About Campari Edit
Wikipedia Article About Campari on Wikipedia
Campari is a branded alcoholic beverage (between 20-24% alcohol by volume) introduced in Italy in 1860 by Gaspare Campari: it is a mild bitters-type apéritif, often drunk with soda, orange juice, or in mixed drinks. Though the recipe is a proprietary secret, its characteristic flavor is bitter orange peel. There is an Italian soft drink, Chinotto which has a similar flavour and it seems likely the Chinotto fruit could form part of the flavouring of Campari. Campari's bright red color originally came from natural carmine (which is used in other Italian alcoholic drinks, such as Alchermes), which is derived from cochineal, however in most countries this has been discontinued in favour of an alternative colorant.

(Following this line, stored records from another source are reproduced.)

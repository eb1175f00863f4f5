//! Device geolocation
//!
//! A position request resolves exactly once, either to a [`Position`] or to a
//! [`LocationError`]. "Unavailable" is an explicit outcome, never a request
//! that simply stays pending.

use crate::config::{LocationConfig, LocationSource};
use crate::error::LocationError;
use async_trait::async_trait;
use serde::{Deserialize, Serialize};
use std::sync::Arc;

/// A resolved device position
#[derive(Debug, Clone, Copy, PartialEq, Serialize, Deserialize)]
pub struct Position {
    pub latitude: f64,
    pub longitude: f64,
}

impl Position {
    pub fn new(latitude: f64, longitude: f64) -> Self {
        Self {
            latitude,
            longitude,
        }
    }

    /// Great-circle distance in kilometres (haversine)
    pub fn distance_km(&self, other: &Position) -> f64 {
        const EARTH_RADIUS_KM: f64 = 6371.0;

        let d_lat = (other.latitude - self.latitude).to_radians();
        let d_lon = (other.longitude - self.longitude).to_radians();
        let a = (d_lat / 2.0).sin().powi(2)
            + self.latitude.to_radians().cos()
                * other.latitude.to_radians().cos()
                * (d_lon / 2.0).sin().powi(2);
        2.0 * EARTH_RADIUS_KM * a.sqrt().asin()
    }
}

/// One-shot position source
#[async_trait]
pub trait LocationProvider: Send + Sync {
    async fn current_position(&self) -> Result<Position, LocationError>;
}

pub type SharedLocation = Arc<dyn LocationProvider>;

/// Always answers with the same position
#[derive(Debug, Clone, Copy)]
pub struct FixedLocation(pub Position);

#[async_trait]
impl LocationProvider for FixedLocation {
    async fn current_position(&self) -> Result<Position, LocationError> {
        Ok(self.0)
    }
}

/// A device without geolocation
#[derive(Debug, Clone)]
pub struct NoLocation(pub LocationError);

impl Default for NoLocation {
    fn default() -> Self {
        Self(LocationError::Unsupported)
    }
}

#[async_trait]
impl LocationProvider for NoLocation {
    async fn current_position(&self) -> Result<Position, LocationError> {
        Err(self.0.clone())
    }
}

/// Build the provider described by the config
pub fn from_config(config: &LocationConfig) -> SharedLocation {
    match (config.source, config.latitude, config.longitude) {
        (LocationSource::Fixed, Some(latitude), Some(longitude)) => {
            Arc::new(FixedLocation(Position::new(latitude, longitude)))
        }
        (LocationSource::Fixed, _, _) => Arc::new(NoLocation(LocationError::Unavailable(
            "no coordinates configured".to_string(),
        ))),
        (LocationSource::None, _, _) => Arc::new(NoLocation::default()),
    }
}
#[cfg(test)]
mod tests {
    use super::*;
    use crate::events::{ToastVariant, UiEvent};
    use crate::service::testing::{Call, ScriptedService};
    use std::sync::Arc;
    use tokio::sync::mpsc::UnboundedReceiver;

    fn fleet() -> Vec<BoatRecord> {
        vec![
            BoatRecord::new("b1", "Sea Breeze"),
            BoatRecord::new("b2", "Osprey"),
        ]
    }

    fn setup(
        service: ScriptedService,
    ) -> (
        ResultsCoordinator,
        Arc<ScriptedService>,
        UnboundedReceiver<UiEvent>,
        SelectionBus,
    ) {
        let service = Arc::new(service);
        let bus = SelectionBus::new();
        let (sink, rx) = EventSink::channel();
        let mut coordinator = ResultsCoordinator::new(service.clone(), bus.clone(), sink);
        coordinator.set_known_types(["t1".to_string(), "t2".to_string()]);
        (coordinator, service, rx, bus)
    }

    fn drain(rx: &mut UnboundedReceiver<UiEvent>) -> Vec<UiEvent> {
        let mut events = Vec::new();
        while let Ok(event) = rx.try_recv() {
            events.push(event);
        }
        events
    }

    fn loading_balance(events: &[UiEvent]) -> i64 {
        events.iter().fold(0, |acc, e| match e {
            UiEvent::Loading => acc + 1,
            UiEvent::DoneLoading => acc - 1,
            _ => acc,
        })
    }

    #[tokio::test]
    async fn set_filter_replaces_rows_with_matched_loading_pair() {
        let (mut c, service, mut rx, _bus) =
            setup(ScriptedService::new().with_boats("t1", fleet()));

        assert_eq!(c.set_filter("t1").await, Ok(SearchApplied::Replaced));

        assert_eq!(c.filter().boat_type_id(), "t1");
        assert_eq!(c.boats().len(), 2);
        assert_eq!(c.tiles().len(), 2);
        assert_eq!(service.search_calls(), vec!["t1"]);
        assert_eq!(drain(&mut rx), vec![UiEvent::Loading, UiEvent::DoneLoading]);
        assert!(!c.is_loading());
    }

    #[tokio::test]
    async fn unknown_filter_is_rejected_without_fetch() {
        let (mut c, service, mut rx, _bus) = setup(ScriptedService::new());

        assert_eq!(
            c.set_filter("t9").await,
            Err(FetchError::UnknownBoatType("t9".into()))
        );
        assert!(service.calls().is_empty());
        assert!(drain(&mut rx).is_empty());
    }

    #[tokio::test]
    async fn only_all_types_before_types_are_known() {
        let service = Arc::new(ScriptedService::new());
        let (sink, _rx) = EventSink::channel();
        let mut c = ResultsCoordinator::new(service, SelectionBus::new(), sink);

        assert!(c.begin_search("t1").is_err());
        assert!(c.begin_search("").is_ok());
    }

    #[tokio::test]
    async fn consecutive_refreshes_issue_identical_fetches() {
        let (mut c, service, _rx, _bus) = setup(ScriptedService::new().with_boats("t2", fleet()));
        c.set_filter("t2").await.unwrap();

        c.refresh().await.unwrap();
        c.refresh().await.unwrap();

        assert_eq!(service.search_calls(), vec!["t2", "t2", "t2"]);
    }

    #[tokio::test]
    async fn stale_response_is_discarded() {
        let (mut c, _service, mut rx, _bus) = setup(ScriptedService::new());

        let first = c.begin_search("t1").unwrap();
        let second = c.begin_search("t2").unwrap();

        assert_eq!(
            c.complete_search(second, Ok(vec![BoatRecord::new("b2", "Osprey")])),
            Ok(SearchApplied::Replaced)
        );
        assert_eq!(
            c.complete_search(first, Ok(vec![BoatRecord::new("b1", "Sea Breeze")])),
            Ok(SearchApplied::Stale)
        );

        assert_eq!(c.boats()[0].id, "b2");
        assert_eq!(c.filter().boat_type_id(), "t2");
        assert_eq!(loading_balance(&drain(&mut rx)), 0);
    }

    #[tokio::test]
    async fn failure_keeps_rows_and_balances_loading() {
        let (mut c, service, mut rx, _bus) =
            setup(ScriptedService::new().with_boats("", fleet()));
        c.refresh().await.unwrap();
        drain(&mut rx);

        service.fail_search(Some(ServiceError::Transport("offline".into())));
        let err = c.refresh().await.unwrap_err();

        assert_eq!(c.last_error(), Some(&err));
        assert_eq!(c.boats().len(), 2);
        assert_eq!(drain(&mut rx), vec![UiEvent::Loading, UiEvent::DoneLoading]);

        service.fail_search(None);
        c.refresh().await.unwrap();
        assert_eq!(c.last_error(), None);
    }

    #[tokio::test]
    async fn dropped_ticket_still_ends_loading() {
        let (mut c, _service, mut rx, _bus) = setup(ScriptedService::new());

        let ticket = c.begin_refresh();
        assert!(c.is_loading());
        drop(ticket);

        assert!(!c.is_loading());
        assert_eq!(drain(&mut rx), vec![UiEvent::Loading, UiEvent::DoneLoading]);
    }

    #[tokio::test]
    async fn save_success_toasts_then_refreshes_once() {
        let (mut c, service, mut rx, _bus) =
            setup(ScriptedService::new().with_boats("", fleet()));
        c.refresh().await.unwrap();
        c.stage_edit(RowEdit::new("b1").with_price(1000.0)).unwrap();
        drain(&mut rx);

        let batch = c.drafts_batch();
        assert_eq!(c.save(batch.clone()).await, Ok(()));

        assert!(c.draft_values().is_empty());
        assert_eq!(
            drain(&mut rx),
            vec![
                UiEvent::Toast(Toast::success("Success", "Ship it!")),
                UiEvent::Loading,
                UiEvent::DoneLoading,
            ]
        );
        let calls = service.calls();
        assert_eq!(
            &calls[calls.len() - 2..],
            &[Call::UpdateBoats(batch), Call::SearchBoats(String::new())]
        );
    }

    #[tokio::test]
    async fn save_failure_keeps_drafts_and_still_refreshes() {
        let (mut c, service, mut rx, _bus) =
            setup(ScriptedService::new().with_boats("", fleet()));
        c.refresh().await.unwrap();
        service.set_update_result(Err(ServiceError::Rejected(
            "Price must be a positive number".into(),
        )));
        c.stage_edit(RowEdit::new("b1").with_price(-1.0)).unwrap();
        drain(&mut rx);

        let err = c.save_drafts().await.unwrap_err();

        assert_eq!(
            err,
            SaveError::Rejected("Price must be a positive number".into())
        );
        assert_eq!(c.draft_values(), &[RowEdit::new("b1").with_price(-1.0)]);
        let events = drain(&mut rx);
        match &events[0] {
            UiEvent::Toast(toast) => {
                assert_eq!(toast.variant, ToastVariant::Error);
                assert_eq!(toast.title, "Error");
                assert_eq!(toast.message, "Price must be a positive number");
            }
            other => panic!("expected toast, got {other:?}"),
        }
        assert_eq!(&events[1..], &[UiEvent::Loading, UiEvent::DoneLoading]);
        assert_eq!(service.search_calls().len(), 2);
    }

    #[tokio::test]
    async fn batch_with_unknown_row_skips_backend() {
        let (mut c, service, _rx, _bus) = setup(ScriptedService::new().with_boats("", fleet()));
        c.refresh().await.unwrap();

        let batch = RowEditBatch::from_edits([RowEdit::new("ghost").with_price(1.0)]);
        assert_eq!(
            c.save(batch).await,
            Err(SaveError::UnknownRecord("ghost".into()))
        );

        assert!(!service
            .calls()
            .iter()
            .any(|call| matches!(call, Call::UpdateBoats(_))));
        assert_eq!(service.search_calls().len(), 2);
    }

    #[tokio::test]
    async fn rejected_batch_only_restores_known_rows() {
        let (mut c, service, _rx, _bus) = setup(ScriptedService::new().with_boats("", fleet()));
        c.refresh().await.unwrap();
        service.fail_search(Some(ServiceError::Transport("offline".into())));

        let batch = RowEditBatch::from_edits([
            RowEdit::new("b1").with_price(1.0),
            RowEdit::new("ghost").with_price(2.0),
        ]);
        assert_eq!(
            c.save(batch).await,
            Err(SaveError::UnknownRecord("ghost".into()))
        );

        // The refresh failed, so nothing pruned the drafts since
        assert!(c.last_error().is_some());
        assert_eq!(c.draft_values(), &[RowEdit::new("b1").with_price(1.0)]);

        service.fail_search(None);
        c.stage_edit(RowEdit::new("b2").with_length(5.0)).unwrap();
        assert_eq!(c.save_drafts().await, Ok(()));

        let expected = RowEditBatch::from_edits([
            RowEdit::new("b1").with_price(1.0),
            RowEdit::new("b2").with_length(5.0),
        ]);
        assert!(service.calls().contains(&Call::UpdateBoats(expected)));
    }

    #[tokio::test]
    async fn staged_edits_merge_and_reject_unknown_rows() {
        let (mut c, _service, _rx, _bus) = setup(ScriptedService::new().with_boats("", fleet()));
        c.refresh().await.unwrap();

        c.stage_edit(RowEdit::new("b1").with_price(10.0)).unwrap();
        c.stage_edit(RowEdit::new("b1").with_name("Renamed").with_price(20.0))
            .unwrap();

        assert_eq!(
            c.draft_values(),
            &[RowEdit::new("b1").with_name("Renamed").with_price(20.0)]
        );
        assert_eq!(
            c.stage_edit(RowEdit::new("zz")),
            Err(SaveError::UnknownRecord("zz".into()))
        );
    }

    #[tokio::test]
    async fn drafts_for_vanished_rows_are_pruned() {
        let (mut c, _service, _rx, _bus) = setup(
            ScriptedService::new()
                .with_boats("", fleet())
                .with_boats("t1", vec![BoatRecord::new("b2", "Osprey")]),
        );
        c.refresh().await.unwrap();
        c.stage_edit(RowEdit::new("b1").with_price(10.0)).unwrap();
        c.stage_edit(RowEdit::new("b2").with_price(20.0)).unwrap();

        c.set_filter("t1").await.unwrap();

        assert_eq!(c.draft_values(), &[RowEdit::new("b2").with_price(20.0)]);
    }

    #[tokio::test]
    async fn selection_reaches_earlier_subscriber() {
        let (mut c, _service, mut rx, bus) =
            setup(ScriptedService::new().with_boats("", fleet()));
        c.refresh().await.unwrap();
        let mut subscriber = bus.subscribe();
        drain(&mut rx);

        let boat_id = c.activate_tile(1).unwrap();
        assert_eq!(
            drain(&mut rx),
            vec![UiEvent::BoatSelect {
                boat_id: boat_id.clone()
            }]
        );

        assert_eq!(c.on_tile_selected(&boat_id), 1);
        assert_eq!(subscriber.try_recv(), Some(SelectionMessage::new("b2")));
        assert_eq!(c.selected_boat_id(), Some("b2"));
        let selected: Vec<bool> = c.tiles().iter().map(|t| t.is_selected()).collect();
        assert_eq!(selected, vec![false, true]);
    }

    #[tokio::test]
    async fn selection_survives_refresh() {
        let (mut c, _service, _rx, _bus) = setup(ScriptedService::new().with_boats("", fleet()));
        c.refresh().await.unwrap();
        c.on_tile_selected("b1");

        c.refresh().await.unwrap();

        assert!(c.tiles()[0].is_selected());
        assert_eq!(c.activate_tile(5), None);
    }
}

Large scale production and export began in 1904 when the first production plant was opened in Sesto San Giovanni, Italy. Though bitter Campari is most common today, a sweet Campari, that was light yellow in color, was once produced. Though unconfirmed, the drink known as Suze, produced by the Pernod company in France, may be at least similar to the yellow campari.
In the Italian market, Campari mixed with carbonated water is sold in individual bottles as CampariSoda (10% alcohol by volume). CampariSoda is packaged in a distinctive bottle that was designed in the 1930s by Fortunato Depero. CampariSoda was first created in 1932. While the company has been quoted suggesting it to be the first pre-mixed drink in the world, premixed home-bottled punches actually date to the 18th century, and commercially, Pimm's Cup #1 (a bottled gin sling) and the Heublein Club Cocktail line both were marketed by the 1880s.
The Sesto San Giovanni antique factory has been closed recently and converted to become the Campari Museum, displaying Campari's history related items.